OBJECTIVE: To examine mechanisms underlying resting heart rate (RHR) increments of GLP-1 receptor agonists in type 2 diabetes patients.
DESIGN: Acute and 12-week randomised, placebo-controlled, double-blind, single-centre, parallel-group trial.
METHODS: In total, 57 type 2 diabetes patients (mean ± s.d. age: 62.8 ± 6.9 years; BMI: 31.8 ± 4.1 kg/m(2); HbA1c: 7.3 ± 0.6%), treated with metformin and/or sulfonylureas, were included between July 2013 and August 2015. In the acute study, the GLP-1 receptor agonist exenatide (n = 29) or placebo (saline 0.9%; n = 28) was infused intravenously. Subsequently, patients were again randomised to receive the GLP-1 receptor agonist liraglutide (n = 19) or matching placebo (n = 17) for 12 weeks. RHR and blood pressure (BP) were measured by oscillometric technique, systemic haemodynamics by finger photoplethysmography, sympathetic nervous system (SNS) activity by heart rate variability and arterial stiffness by applanation tonometry. This trial was registered at ClinicalTrials.gov (Nbib1744236).
RESULTS: Exenatide-infusion increased RHR (mean ± s.e.m. +7.5 ± 0.9 BPM, P < 0.001), and systolic and diastolic BP (both P < 0.05), compared with placebo. Vascular resistance increased during exenatide-infusion, whereas stroke volume and arterial stiffness decreased (P < 0.05). SNS activity and cardiac output were unaffected. Twelve-week treatment with liraglutide increased RHR (+6.6 ± 2.1 BPM), while reducing systolic BP (-12.6 ± 4.7 mmHg) and stroke volume (all P < 0.01).

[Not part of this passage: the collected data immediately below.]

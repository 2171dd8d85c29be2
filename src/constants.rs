// Page wiring constants for the web front-end.

// Elements
pub const GLYPH_SELECTOR: &str = "[data-glyph], .glyph"; // spans driven by the engine
pub const SPLIT_SELECTOR: &str = "[data-split]"; // text split into glyph spans at startup
pub const FIXED_ATTR: &str = "data-fixed"; // glyphs excluded from per-frame effects
pub const PANE_LAYER_ID: &str = "pane-grid";
pub const PANE_CLASS: &str = "glass-pane";
pub const OVERLAY_CANVAS_ID: &str = "fx-overlay";
pub const CONFIG_SCRIPT_ID: &str = "effect-config"; // optional JSON overrides
pub const ORIENTATION_PROMPT_ID: &str = "orientation-prompt";
pub const ORIENTATION_ALLOW_ID: &str = "orientation-allow";
pub const ORIENTATION_DENY_ID: &str = "orientation-deny";

// Opt-outs
pub const DISABLE_QUERY_FLAG: &str = "effects=off";
pub const REDUCED_MOTION_QUERY: &str = "(prefers-reduced-motion: reduce)";

// CSS properties written by the surface
pub const FONT_VARIATION_PROPERTY: &str = "font-variation-settings";
pub const FONT_VARIATION_PROBE: &str = "'wght' 400"; // value used to feature-test variable fonts
pub const PANE_WEIGHT_PROPERTY: &str = "--pane-weight";
pub const PANE_DISTORTION_PROPERTY: &str = "--pane-distortion";

// Fallback transform for hosts without variable-font support
pub const FALLBACK_SKEW_DEG_PER_UNIT: f32 = 0.08; // skewX degrees per distortion unit
pub const FALLBACK_WEIGHT_STEP: f32 = 100.0; // static fonts only ship whole hundreds

// Resize debounce before regenerating the pane grid
pub const RESIZE_DEBOUNCE_MS: i32 = 150;

// Overlay uploads are skipped while uniforms move less than this
pub const OVERLAY_UNIFORM_EPS: f32 = 1e-3;
use crate::state::{EffectState, Impulse};

/// Uniform block for the shader overlay, laid out to match the GLSL
/// `std140` block in `shaders/overlay.frag`.
#[repr(C)]
#[derive(Copy, Clone, Debug, Default, PartialEq, bytemuck::Pod, bytemuck::Zeroable)]
pub struct OverlayUniforms {
    pub resolution: [f32; 2],
    /// Pointer in 0..1 uv, (0.5, 0.5) without a pointer.
    pub pointer: [f32; 2],
    pub time: f32,
    pub energy: f32,
    pub tilt: [f32; 2],
    pub quality: f32,
    /// Pointer speed normalized to 0..1.
    pub velocity: f32,
    pub _pad: [f32; 2],
}

impl OverlayUniforms {
    pub fn from_state(
        state: &EffectState,
        resolution: [f32; 2],
        time_sec: f32,
        quality: f32,
        max_velocity: f32,
    ) -> Self {
        let [w, h] = resolution;
        let pointer = match state.pointer.position {
            Some(p) if w > 0.0 && h > 0.0 => [(p.x / w).clamp(0.0, 1.0), (p.y / h).clamp(0.0, 1.0)],
            _ => [0.5, 0.5],
        };
        Self {
            resolution,
            pointer,
            time: time_sec,
            energy: state.burst_energy(),
            tilt: [
                state.amplitude(Impulse::TiltHorizontal),
                state.amplitude(Impulse::TiltVertical),
            ],
            quality,
            velocity: (state.pointer.velocity / max_velocity).clamp(0.0, 1.0),
            _pad: [0.0; 2],
        }
    }

    /// True when any field other than `time` moved by more than `eps`.
    pub fn changed_from(&self, other: &OverlayUniforms, eps: f32) -> bool {
        let a = bytemuck::cast_ref::<_, [f32; 12]>(self);
        let b = bytemuck::cast_ref::<_, [f32; 12]>(other);
        // index 4 is `time`, which always advances
        a.iter()
            .zip(b.iter())
            .enumerate()
            .any(|(i, (x, y))| i != 4 && (x - y).abs() > eps)
    }
}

Cardiac output, vascular resistance, arterial stiffness and SNS activity remained unchanged (all P > 0.05).
CONCLUSIONS: RHR acceleration with acute and 12-week GLP-1 receptor agonist treatment in type 2 diabetes patients is not explained by changes in SNS activity, and our data argue against vasodilation. In line with pre-clinical data, direct sino-atrial stimulation may be involved.